What else should we think about this list? One thing to consider is alignment of incentives. There's a stereotype that small hedge funds live on their performance fees, so they are hungry and motivated: A 2 percent management fee on a small amount of money is a very small amount of money, so to keep the lights on and send the kids to sailing camp you need to make your 20 percent performance fee as big as possible. Big hedge funds, on the other hand, can live comfortably on their management fees, because 2 percent of a lot of money is still a lot of money. So you'd expect them to be more conservative asset gatherers, and less inclined to chase performance, relative to smaller funds.

And then there are the "best paid" hedge funds, where the manager has billions of dollars invested in his own fund. He's not living on management fees or performance fees; the main determinant of his earnings -- um,"earnings" -- for the year is not how much he charges but just how much he returns on his own money. The classic hedge-fund-manager 2-and-20 fee structure is swamped, for him, by his personal investment. In some ways this is an ideal alignment of incentives: The manager participates alongside his investors, rather than getting paid mostly in an option on their returns (performance fees) or a flat cut of assets (management fees).

But "hedge funds are a compensation scheme masquerading as an asset class," and maybe there's some value in the compensation scheme itself. If you are looking to hedge funds for outsize returns, you might want to pay your manager an option on your returns, by giving him a performance fee of 20 percent of the upside and limited penalties on the downside. Options increase in value with volatility, and giving a manager asymmetric rewards might encourage desirable risk-taking. That might be exactly what you want if you're a pension fund investing a small chunk of your portfolio with hedge funds in order to earn above-market returns. On the other hand, if your manager is already a billionaire investing a big percentage of his net worth alongside you, he might be more conservative with your money than you are, or than you want. It's probably more important for him to stay a billionaire than to rack up more money.

Of course, there's no reason to think that the main use of hedge funds is to get above-equity-market returns.

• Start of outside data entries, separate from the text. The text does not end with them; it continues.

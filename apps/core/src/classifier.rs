use serde::{Deserialize, Serialize};

use crate::expression;
use crate::model::CustomSearch;

#[derive(Debug, Clone, PartialEq, Eq, Serialize, Deserialize)]
#[serde(rename_all = "camelCase")]
pub struct TriggerConfig {
    pub translate_keyword: String,
    pub ai_chat_keyword: String,
    pub custom_searches: Vec<CustomSearch>,
}

impl Default for TriggerConfig {
    fn default() -> Self {
        crate::settings::Settings::default().trigger_config()
    }
}

/// The single interaction mode a query resolves to.
#[derive(Debug, Clone, PartialEq, Eq, Serialize, Deserialize)]
#[serde(tag = "mode", rename_all = "snake_case")]
pub enum Classification {
    Translate { payload: String },
    AiChat { prompt: String },
    Calculate { expression: String, value: String },
    CustomSearch { engine: CustomSearch, term: String },
    DefaultSearch { query_text: String },
}

impl Classification {
    pub fn mode_name(&self) -> &'static str {
        match self {
            Self::Translate { .. } => "translate",
            Self::AiChat { .. } => "ai_chat",
            Self::Calculate { .. } => "calculate",
            Self::CustomSearch { .. } => "custom_search",
            Self::DefaultSearch { .. } => "default_search",
        }
    }
}

/// Resolves `query` to exactly one mode.
///
/// Rules are tried in order and the first hit wins: translate, AI chat,
/// calculator, custom search, default search.
pub fn classify(query: &str, config: &TriggerConfig) -> Classification {
    if let Some(rest) = strip_trigger(query, &config.translate_keyword) {
        return Classification::Translate {
            payload: rest.trim().to_string(),
        };
    }

    if !config.ai_chat_keyword.is_empty() && query == config.ai_chat_keyword {
        return Classification::AiChat {
            prompt: String::new(),
        };
    }
    if let Some(rest) = strip_trigger(query, &config.ai_chat_keyword) {
        return Classification::AiChat {
            prompt: rest.to_string(),
        };
    }

    if let Some(calculation) = expression::calculate(query) {
        return Classification::Calculate {
            expression: calculation.expression,
            value: calculation.value,
        };
    }

    let matched = config.custom_searches.iter().find_map(|engine| {
        strip_trigger(query, &engine.keyword)
            .filter(|term| !term.is_empty())
            .map(|term| (engine, term))
    });
    if let Some((engine, term)) = matched {
        return Classification::CustomSearch {
            engine: engine.clone(),
            term: term.to_string(),
        };
    }

    Classification::DefaultSearch {
        query_text: query.to_string(),
    }
}

/// Returns the text after `"<keyword> "` when `query` starts with it.
fn strip_trigger<'a>(query: &'a str, keyword: &str) -> Option<&'a str> {
    if keyword.is_empty() {
        return None;
    }
    query.strip_prefix(keyword)?.strip_prefix(' ')
}
use spotlight_core::classifier::Classification;
use spotlight_core::config::Config;
use spotlight_core::contract::{
    ClassifyRequest, ClockRequest, CoreRequest, CoreResponse, EvaluateRequest, FilterRequest,
    RemoveCustomSearchRequest,
};
use spotlight_core::core_service::{CoreService, ServiceError};
use spotlight_core::model::{CustomSearch, Tab};
use spotlight_core::session::StaticBrowserData;
use spotlight_core::settings::Settings;

fn service() -> CoreService {
    CoreService::with_settings(Config::default(), Settings::default()).unwrap()
}

#[test]
fn serializes_and_deserializes_classify_request() {
    let request = CoreRequest::Classify(ClassifyRequest {
        query: "aichat hello".to_string(),
    });

    let encoded = serde_json::to_string(&request).unwrap();
    assert!(encoded.contains("\"kind\":\"classify\""));
    let decoded: CoreRequest = serde_json::from_str(&encoded).unwrap();

    assert_eq!(decoded, request);
}

#[test]
fn handles_classify_command() {
    let response = service()
        .handle_command(CoreRequest::Classify(ClassifyRequest {
            query: "search rust traits".into(),
        }))
        .unwrap();

    match response {
        CoreResponse::Classify(Classification::CustomSearch { engine, term }) => {
            assert_eq!(engine.keyword, "search");
            assert_eq!(term, "rust traits");
            assert_eq!(
                engine.search_url(&term).as_deref(),
                Some("https://www.google.com/search?q=rust%20traits")
            );
        }
        other => panic!("expected custom search classification, got {other:?}"),
    }
}

#[test]
fn handles_evaluate_command_and_round_trips_response() {
    let request = CoreRequest::Evaluate(EvaluateRequest {
        query: "inbox".into(),
        data: StaticBrowserData {
            tabs: vec![Tab {
                id: 7,
                window_id: 1,
                title: "Inbox (3)".into(),
                url: "https://mail.example.com".into(),
                fav_icon_url: None,
            }],
            ..Default::default()
        },
    });

    let response = service().handle_command(request).unwrap();
    let encoded = serde_json::to_string(&response).unwrap();
    let decoded: CoreResponse = serde_json::from_str(&encoded).unwrap();
    match decoded {
        CoreResponse::Evaluate(outcome) => {
            assert_eq!(outcome.tabs.len(), 1);
            assert_eq!(outcome.tabs[0].id, 7);
        }
        other => panic!("expected evaluate response, got {other:?}"),
    }
}

#[test]
fn handles_filter_command() {
    let response = service()
        .handle_command(CoreRequest::Filter(FilterRequest {
            query: "中 code".into(),
            candidates: vec!["中文code示例".into(), "other".into()],
        }))
        .unwrap();
    match response {
        CoreResponse::Filter(payload) => assert_eq!(payload.matches, vec!["中文code示例"]),
        other => panic!("expected filter response, got {other:?}"),
    }
}

#[test]
fn clock_rejects_out_of_range_timestamp() {
    let error = service()
        .handle_command(CoreRequest::Clock(ClockRequest {
            now_epoch_secs: Some(i64::MAX),
        }))
        .unwrap_err();
    assert!(matches!(error, ServiceError::InvalidRequest(_)));
}

#[test]
fn custom_search_edits_take_effect_for_classification() {
    let mut service = service();
    service
        .handle_command(CoreRequest::AddCustomSearch(CustomSearch::new(
            "wiki",
            "https://en.wikipedia.org/w/index.php?search=%s",
            "Wikipedia",
        )))
        .unwrap();
    assert!(matches!(
        service.classify("wiki ferris"),
        Classification::CustomSearch { .. }
    ));

    service
        .handle_command(CoreRequest::RemoveCustomSearch(RemoveCustomSearchRequest {
            keyword: "wiki".into(),
        }))
        .unwrap();
    assert!(matches!(
        service.classify("wiki ferris"),
        Classification::DefaultSearch { .. }
    ));

    let error = service
        .handle_command(CoreRequest::RemoveCustomSearch(RemoveCustomSearchRequest {
            keyword: "wiki".into(),
        }))
        .unwrap_err();
    assert!(matches!(error, ServiceError::NotFound(_)));
}

#[test]
fn rejects_invalid_settings_at_construction() {
    let mut settings = Settings::default();
    settings.translate_keyword = String::new();
    assert!(CoreService::with_settings(Config::default(), settings).is_err());
}

#[test]
fn failed_settings_save_leaves_engines_unchanged() {
    let unique = std::time::SystemTime::now()
        .duration_since(std::time::UNIX_EPOCH)
        .unwrap()
        .as_nanos();
    let blocker = std::env::temp_dir().join(format!("spotlight-blocker-{unique}"));
    std::fs::write(&blocker, b"not a directory").unwrap();

    let config = Config {
        settings_path: blocker.join("settings.json"),
        ..Default::default()
    };
    let mut service = CoreService::new(config).unwrap();

    let error = service
        .handle_command(CoreRequest::AddCustomSearch(CustomSearch::new(
            "ddg",
            "https://duckduckgo.com/?q=%s",
            "DuckDuckGo",
        )))
        .unwrap_err();
    assert!(matches!(error, ServiceError::Settings(_)));
    assert!(matches!(
        service.classify("ddg rust"),
        Classification::DefaultSearch { .. }
    ));
    assert_eq!(service.settings().custom_searches.len(), 1);

    let error = service
        .handle_command(CoreRequest::RemoveCustomSearch(RemoveCustomSearchRequest {
            keyword: "search".into(),
        }))
        .unwrap_err();
    assert!(matches!(error, ServiceError::Settings(_)));
    assert!(matches!(
        service.classify("search rust"),
        Classification::CustomSearch { .. }
    ));

    std::fs::remove_file(&blocker).unwrap();
}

Presumably no one is investing with Ray Dalio, the creator of "risk parity" investing, because they want him to beat the S&P 500 in a bull market. You might very well invest in a hedge fund to reduce or diversify your risks, rather than to beat the stock market. And a billionaire who relies less on performance fees and more on his own capital might be just the guy to do that for you.

The New York Times article on the "best paid" managers goes on:

That collective payday came even as hedge funds, once high- octane money makers, returned on average low-single digits. In comparison, the benchmark Standard & Poor’s 500-stock index posted a gain of 13.68 percent last year when reinvested dividends were included.

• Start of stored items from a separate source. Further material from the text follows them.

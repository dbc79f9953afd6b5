pub mod classifier;
pub mod config;
pub mod contract;
pub mod core_service;
pub mod expression;
pub mod fuzzy;
pub mod logging;
pub mod model;
pub mod runtime;
pub mod session;
pub mod settings;
pub mod transport;
pub mod world_clock;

Perhaps that's just a sign of maturity in the industry. The richest hedge fund managers have made a lot of money. Now they want to keep it.

Last year's effort is here. Methodology:

I used the top 10 just because they're in the ungated Institutional Investor's Alpha article, plus it's easier than doing 25. If they're not, it could be because (1) the manager is not fully invested in his fund, (2) the manager runs multiple funds and is invested in funds that are different from, or weighted differently from, the funds I use in the calculations, (3) my data is wrong, (4) etc. That is: Buffett owns 321,000 A shares of Berkshire Hathaway and just over 2 million B shares. They were worth $177,900 and $118.56 per share, respectively, at the start of 2014, and $226,000 and $150.15 at the end. That's a $15.5 billion change in wealth (from $57.35 to $72.85 billion). Buffett also got a $100,000 salary, which must have been nice for him. I owe the Buffett example to Nat Stewart on Twitter. Though of course he has a staff, and that staff is probably more levered to the fee scheme than the boss is. I mean, that's a general loss aversion model. Presumably actual billionaire hedge fund managers are less risk-averse than, say, I would be if you gave me a billion dollars.